[[ Data to process open ]]
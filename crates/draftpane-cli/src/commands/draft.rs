use anyhow::{Context, Result, bail};
use draftpane_application::build_controller;
use draftpane_core::config::DraftPaneConfig;
use draftpane_core::pane::model::STATUS_DONE;
use draftpane_core::pane::{ConversationKey, TaskPaneSnapshot};
use std::path::Path;

pub async fn run(
    config: &DraftPaneConfig,
    item: &str,
    message: &Path,
    prompt: Option<&str>,
) -> Result<()> {
    let body = tokio::fs::read_to_string(message)
        .await
        .with_context(|| format!("Failed to read message from {}", message.display()))?;

    let controller = build_controller(config).await?;
    controller
        .switch_to(Some(ConversationKey::stable(item)))
        .await;
    if let Some(prompt) = prompt {
        controller.set_prompt(prompt).await?;
    }

    let mut updates = controller.subscribe();
    if controller.resume(&body).await? {
        eprintln!("Resuming interrupted request for {item}");
    } else if controller.start(&body).await?.is_none() {
        bail!("A request for {item} is already in flight");
    }

    let mut last_status = String::new();
    let finished = loop {
        let snapshot = updates.borrow_and_update().clone();
        if snapshot.status_message != last_status {
            eprintln!("{}", snapshot.status_message);
            last_status = snapshot.status_message.clone();
        }
        if !snapshot.is_sending {
            break snapshot;
        }

        tokio::select! {
            changed = updates.changed() => changed.context("Pane controller stopped")?,
            _ = tokio::signal::ctrl_c() => {
                tracing::info!("Interrupted, cancelling");
                controller.cancel().await?;
            }
        }
    };

    controller.teardown().await?;
    print_result(&finished)
}

fn print_result(snapshot: &TaskPaneSnapshot) -> Result<()> {
    let response = match &snapshot.pipeline_response {
        Some(response) if snapshot.status_message == STATUS_DONE => response,
        _ => bail!("{}", snapshot.status_message),
    };

    println!("{}", response.reply);
    if !response.citations.is_empty() {
        println!();
        for (index, citation) in response.citations.iter().enumerate() {
            println!("[{}] {} <{}>", index + 1, citation.title, citation.url);
        }
    }
    Ok(())
}
//! Data Transfer Objects (DTOs) for persistence.
//!
//! These DTOs represent the versioned schema for persisted data. They are
//! private to the infrastructure layer; the rest of the workspace only sees
//! domain models.
//!
//! ### TaskPaneSnapshot Version History
//! - **1**: Initial envelope `{version, snapshot}` with camelCase fields

mod snapshot;

pub use snapshot::{
    CitationV1, DraftResponseV1, PersistedSnapshot, SNAPSHOT_VERSION, SnapshotDecodeError,
    TaskPaneSnapshotV1, decode_snapshot, encode_snapshot,
};
use draftpane_core::config::DraftPaneConfig;
use draftpane_infrastructure::ConfigService;
use std::path::Path;
use tracing_subscriber::EnvFilter;

const DEFAULT_FILTER: &str = "draftpane=info";

/// Logs to stderr so stdout stays clean for drafts and JSON.
pub fn init_tracing() {
    let env_filter = EnvFilter::try_from_default_env()
        .or_else(|_| EnvFilter::try_new(DEFAULT_FILTER))
        .unwrap_or_else(|_| EnvFilter::new("info"));

    let _ = tracing_subscriber::fmt()
        .with_env_filter(env_filter)
        .with_writer(std::io::stderr)
        .try_init();
}

pub fn load_config(path: Option<&Path>) -> DraftPaneConfig {
    let service = match path {
        Some(path) => ConfigService::with_path(path),
        None => ConfigService::new(),
    };
    service.get_config()
}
[[ Data to process closed ]]
> What you will do: This exercise requires all the entries to be written out again exactly.

> Written response:
filename crates/draftpane-cli/src/commands/draft.rs
use anyhow::{Context, Result, bail};
use draftpane_application::build_controller;
use draftpane_core::config::DraftPaneConfig;
use draftpane_core::pane::model::STATUS_DONE;
use draftpane_core::pane::{ConversationKey, TaskPaneSnapshot};
use std::path::Path;

pub async fn run(
    config: &DraftPaneConfig,
    item: &str,
    message: &Path,
    prompt: Option<&str>,
) -> Result<()> {
    let body = tokio::fs::read_to_string(message)
        .await
        .with_context(|| format!("Failed to read message from {}", message.display()))?;

    let controller = build_controller(config).await?;
    controller
        .switch_to(Some(ConversationKey::stable(item)))
        .await;
    if let Some(prompt) = prompt {
        controller.set_prompt(prompt).await?;
    }

    let mut updates = controller.subscribe();
    if controller.resume(&body).await? {
        eprintln!("Resuming interrupted request for {item}");
    } else if controller.start(&body).await?.is_none() {
        bail!("A request for {item} is already in flight");
    }

    let mut last_status = String::new();
    let finished = loop {
        let snapshot = updates.borrow_and_update().clone();
        if snapshot.status_message != last_status {
            eprintln!("{}", snapshot.status_message);
            last_status = snapshot.status_message.clone();
        }
        if !snapshot.is_sending {
            break snapshot;
        }

        tokio::select! {
            changed = updates.changed() => changed.context("Pane controller stopped")?,
            _ = tokio::signal::ctrl_c() => {
                tracing::info!("Interrupted, cancelling");
                controller.cancel().await?;
            }
        }
    };

    controller.teardown().await?;
    print_result(&finished)
}

fn print_result(snapshot: &TaskPaneSnapshot) -> Result<()> {
    let response = match &snapshot.pipeline_response {
        Some(response) if snapshot.status_message == STATUS_DONE => response,
        _ => bail!("{}", snapshot.status_message),
    };

    println!("{}", response.reply);
    if !response.citations.is_empty() {
        println!();
        for (index, citation) in response.citations.iter().enumerate() {
            println!("[{}] {} <{}>", index + 1, citation.title, citation.url);
        }
    }
    Ok(())
}
//! Data Transfer Objects (DTOs) for persistence.
//!
//! These DTOs represent the versioned schema for persisted data. They are
//! private to the infrastructure layer; the rest of the workspace only sees
//! domain models.
//!
//! ### TaskPaneSnapshot Version History
//! - **1**: Initial envelope `{version, snapshot}` with camelCase fields

mod snapshot;

pub use snapshot::{
    CitationV1, DraftResponseV1, PersistedSnapshot, SNAPSHOT_VERSION, SnapshotDecodeError,
    TaskPaneSnapshotV1, decode_snapshot, encode_snapshot,
};
use draftpane_core::config::DraftPaneConfig;
use draftpane_infrastructure::ConfigService;
use std::path::Path;
use tracing_subscriber::EnvFilter;

const DEFAULT_FILTER: &str = "draftpane=info";

/// Logs to stderr so stdout stays clean for drafts and JSON.
pub fn init_tracing() {
    let env_filter = EnvFilter::try_from_default_env()
        .or_else(|_| EnvFilter::try_new(DEFAULT_FILTER))
        .unwrap_or_else(|_| EnvFilter::new("info"));

    let _ = tracing_subscriber::fmt()
        .with_env_filter(env_filter)
        .with_writer(std::io::stderr)
        .try_init();
}

pub fn load_config(path: Option<&Path>) -> DraftPaneConfig {
    let service = match path {
        Some(path) => ConfigService::with_path(path),
        None => ConfigService::new(),
    };
    service.get_config()
}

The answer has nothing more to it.